[[ Record extracts, beginning ]]

impl Progress {
    fn set_total(&self, total: u32) {
        self.total.store(total, Ordering::Relaxed);
    }

    fn record(&self, done: u32) {
        self.done.store(done, Ordering::Relaxed);
    }

    /// `(done, total)` chunk counts
    pub fn snapshot(&self) -> (u32, u32) {
        (
            self.done.load(Ordering::Relaxed),
            self.total.load(Ordering::Relaxed),
        )
    }

    /// Completed fraction in `[0, 1]`; zero-chunk transfers report 1
    pub fn fraction(&self) -> f64 {
        let (done, total) = self.snapshot();
        if total == 0 {
            1.0
        } else {
            done as f64 / total as f64
        }
    }
}

/// Events emitted while a session runs
#[derive(Debug, Clone)]
pub enum SessionEvent {
    Started {
        transfer_id: Uuid,
        total_chunks: u32,
    },
    ChunkTransferred {
        transfer_id: Uuid,
        index: u32,
        completed: u32,
        total: u32,
    },
    KeyRotated {
        transfer_id: Uuid,
        generation: u32,
    },
    Paused {
        transfer_id: Uuid,
    },
    Completed {
        transfer_id: Uuid,
    },
    Failed {
        transfer_id: Uuid,
        reason: String,
    },
}

async fn emit(events: Option<&mpsc::Sender<SessionEvent>>, event: SessionEvent) {
    if let Some(tx) = events {
        let _ = tx.send(event).await;
    }
}

/// Session tuning parameters
#[derive(Debug, Clone)]
pub struct SessionConfig {
    /// Handshake driver parameters
    pub handshake: kex::HandshakeConfig,
    /// Bitrate controller parameters (also selects the link profile)
    pub adaptive: crate::adaptive::AdaptiveConfig,
    /// Fixed chunk size; `None` takes the controller's current tier
    pub chunk_size: Option<usize>,
    /// AEAD-seal the file name inside the metadata message
    pub encrypt_name: bool,
    /// Per-chunk acknowledgment timeout
    pub ack_timeout: Duration,
    /// Send attempts per chunk before the transfer fails
    pub max_chunk_attempts: u32,
    /// Quiet-link timeout before the session pauses
    pub idle_timeout: Duration,
    /// Key rotation trigger: wall-clock interval
    pub rotation_interval: Duration,
    /// Key rotation trigger: bytes under one generation
    pub rotation_bytes: u64,
    /// How long the receiver honors the previous generation after rotating
    pub rotation_grace: Duration,
    /// Hard cap on send rate in bytes/sec, on top of the controller
    pub bandwidth_limit: Option<u64>,
}

impl Default for SessionConfig {
    fn default() -> Self {
        Self {
            handshake: kex::HandshakeConfig::default(),
            adaptive: crate::adaptive::AdaptiveConfig::default(),
            chunk_size: None,
            encrypt_name: false,
            ack_timeout: Duration::from_secs(crate::ACK_TIMEOUT_SECS),
            max_chunk_attempts: crate::MAX_CHUNK_ATTEMPTS,
            idle_timeout: Duration::from_secs(crate::IDLE_TIMEOUT_SECS),
            rotation_interval: Duration::from_secs(crate::KEY_ROTATION_INTERVAL_SECS),
            rotation_bytes: crate::KEY_ROTATION_BYTES,
            rotation_grace: Duration::from_secs(crate::KEY_ROTATION_GRACE_SECS),
            bandwidth_limit: None,
        }
    }
}

/// Counters for one finished (or interrupted) transfer leg
#[derive(Debug, Clone, serde::Serialize)]
pub struct TransferStats {
    pub transfer_id: Uuid,
    /// Plaintext bytes moved this run
    pub bytes: u64,
    /// Chunks acknowledged this run
    pub chunks: u32,
    /// Chunk resends (timeouts plus hash-mismatch reports)
    pub retries: u32,
    /// Key rotations performed
    pub rotations: u32,
    /// Wall-clock duration of this run
    pub elapsed: Duration,
}

impl TransferStats {
    fn new(transfer_id: Uuid) -> Self {
        Self {
            transfer_id,
            bytes: 0,
            chunks: 0,
            retries: 0,
            rotations: 0,
            elapsed: Duration::ZERO,
        }
    }
}

/// A fully received and verified file
#[derive(Debug)]
pub struct ReceivedFile {
    /// Metadata as received (name still sealed if it was sent sealed)
    pub metadata: FileMetadata,
    /// Decrypted file name bytes
    pub name: Vec<u8>,
    /// Verified file content
    pub data: Bytes,
    /// Receive-side counters
    pub stats: TransferStats,
}

fn chunk_aad(transfer_id: Uuid, index: u32) -> [u8; 20] {
    let mut aad = [0u8; 20];
    aad[..16].copy_from_slice(transfer_id.as_bytes());
    aad[16..].copy_from_slice(&index.to_be_bytes());
    aad
}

[[ Record extracts, end ]]

> **Problem description**
For the word "store", count how many lines of the entries contain it; give the number and nothing more.

> **Response to the task**
2